Nearly a half-century later, the Rockefeller Foundation is inaugurating the Jane Jacobs Medals, accompanied by a $100,000 prize.

Barry Benepe, the 79-year-old founder of Greenmarket, will receive the first medal for “lifetime leadership.” Omar Freilla, the 33-year-old founder of Green Worker Cooperatives in the Bronx, was named the winner of the first medal for “new ideas and activism.”

The medals, voted by a 12-member jury from hundreds of entries, will be presented in September in conjunction with the opening by the Municipal Art Society of an exhibit titled “Jane Jacobs and the Future of New York.”

“We’re experiencing in New York the kind of civic conversation Jane would have loved,” said Judith Rodin, the Rockefeller Foundation’s president.

Miss Jacobs, who championed density, dynamism and diversity in America’s cities, died last year at the age of 89. The Rockefeller Foundation awards will be given in her name annually.

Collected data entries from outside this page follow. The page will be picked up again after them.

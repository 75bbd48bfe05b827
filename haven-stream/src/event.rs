//! Frame classification: event prefix and end-of-stream sentinel.

/// What a single frame means to the decoder.
#[derive(Debug, Clone, Copy, PartialEq, Eq)]
pub enum Event<'a> {
    /// The end-of-stream marker. Nothing after it is decoded.
    Sentinel,
    /// A payload candidate with the prefix removed.
    Payload(&'a [u8]),
    /// Keep-alives, comments, blank lines and any other framing noise.
    Ignorable,
}

/// Classifies frames by a fixed prefix and a fixed sentinel literal.
///
/// With a prefix, only frames starting with it carry payloads; one space
/// after the prefix is dropped if present (`data: x` and `data:x` are the
/// same event). Without a prefix, every non-blank frame is a payload. A
/// trailing `\r` is dropped first so CRLF-delimited streams decode the same.
/// A frame with nothing but whitespace after the prefix (a bare `data:`) is
/// [`Event::Ignorable`], so it never reaches the extractor and is not
/// counted as a malformed payload.
#[derive(Debug, Clone, Default, PartialEq, Eq)]
pub struct EventFilter {
    prefix: Option<Vec<u8>>,
    sentinel: Option<Vec<u8>>,
}

impl EventFilter {
    /// Create a filter for the given prefix and sentinel.
    #[must_use]
    pub fn new(prefix: Option<&str>, sentinel: Option<&str>) -> Self {
        Self {
            prefix: prefix.map(|p| p.as_bytes().to_vec()),
            sentinel: sentinel.map(|s| s.as_bytes().to_vec()),
        }
    }

    /// Whether a sentinel literal is configured.
    #[must_use]
    pub fn has_sentinel(&self) -> bool {
        self.sentinel.is_some()
    }

    /// Classify one frame.
    #[must_use]
    pub fn classify<'a>(&self, frame: &'a [u8]) -> Event<'a> {
        let line = frame.strip_suffix(b"\r").unwrap_or(frame);

        let candidate = match &self.prefix {
            Some(prefix) => match line.strip_prefix(prefix.as_slice()) {
                Some(rest) => rest.strip_prefix(b" ").unwrap_or(rest),
                None => return Event::Ignorable,
            },
            None => line,
        };

        if candidate.iter().all(u8::is_ascii_whitespace) {
            return Event::Ignorable;
        }
        if self.sentinel.as_deref() == Some(candidate) {
            return Event::Sentinel;
        }
        Event::Payload(candidate)
    }
}

#[cfg(test)]
mod tests {
    use super::*;

    fn sse() -> EventFilter {
        EventFilter::new(Some("data:"), Some("[DONE]"))
    }

    #[test]
    fn strips_prefix_and_one_space() {
        assert_eq!(sse().classify(b"data: {}"), Event::Payload(b"{}"));
        assert_eq!(sse().classify(b"data:{}"), Event::Payload(b"{}"));
        assert_eq!(sse().classify(b"data:  {}"), Event::Payload(b" {}"));
    }

    #[test]
    fn sentinel_is_recognized_with_or_without_space() {
        assert_eq!(sse().classify(b"data: [DONE]"), Event::Sentinel);
        assert_eq!(sse().classify(b"data:[DONE]"), Event::Sentinel);
        assert_eq!(sse().classify(b"data: [DONE]\r"), Event::Sentinel);
    }

    #[test]
    fn sentinel_must_match_exactly() {
        assert_eq!(sse().classify(b"data: [DONE] "), Event::Payload(b"[DONE] "));
        assert_eq!(sse().classify(b"data: [done]"), Event::Payload(b"[done]"));
    }

    #[test]
    fn noise_is_ignorable() {
        let filter = sse();
        assert_eq!(filter.classify(b""), Event::Ignorable);
        assert_eq!(filter.classify(b"\r"), Event::Ignorable);
        assert_eq!(filter.classify(b": keep-alive"), Event::Ignorable);
        assert_eq!(filter.classify(b"event: message"), Event::Ignorable);
        assert_eq!(filter.classify(b"id: 42"), Event::Ignorable);
        assert_eq!(filter.classify(b"data:"), Event::Ignorable);
        assert_eq!(filter.classify(b"data: "), Event::Ignorable);
    }

    #[test]
    fn crlf_is_trimmed_from_payloads() {
        assert_eq!(sse().classify(b"data: {\"a\":1}\r"), Event::Payload(b"{\"a\":1}"));
    }

    #[test]
    fn no_prefix_treats_every_line_as_payload() {
        let filter = EventFilter::new(None, None);
        assert_eq!(filter.classify(b"{\"done\":false}"), Event::Payload(b"{\"done\":false}"));
        assert_eq!(filter.classify(b"   "), Event::Ignorable);
        assert!(!filter.has_sentinel());
    }

    #[test]
    fn no_sentinel_passes_marker_through() {
        let filter = EventFilter::new(Some("data:"), None);
        assert_eq!(filter.classify(b"data: [DONE]"), Event::Payload(b"[DONE]"));
    }
}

The celebration of her life and legacy follows months of retrospection about her nemesis, Robert Moses, in a new book and in exhibitions that ended last month at the Museum of the City of New York and the Queens Museum of Art.

Mr. Benepe, an architect, planner and bicyclist whose son Adrian is the city’s parks commissioner, founded Greenmarket in 1975. In more than 30 neighborhoods, the organization has demonstrated how temporary farmers’ markets can revitalize empty lots and vacant parks.

Mr. Benepe, who first met Miss Jacobs at a demonstration in City Hall Park, hailed her “microcosmic” view of the city. He said he intends to share a portion of his prize money with other nonprofit groups.

Mr. Freilla, who was born in the South Bronx and returned there after earning a master’s degree in environmental science, founded Green Worker Cooperatives in 2003.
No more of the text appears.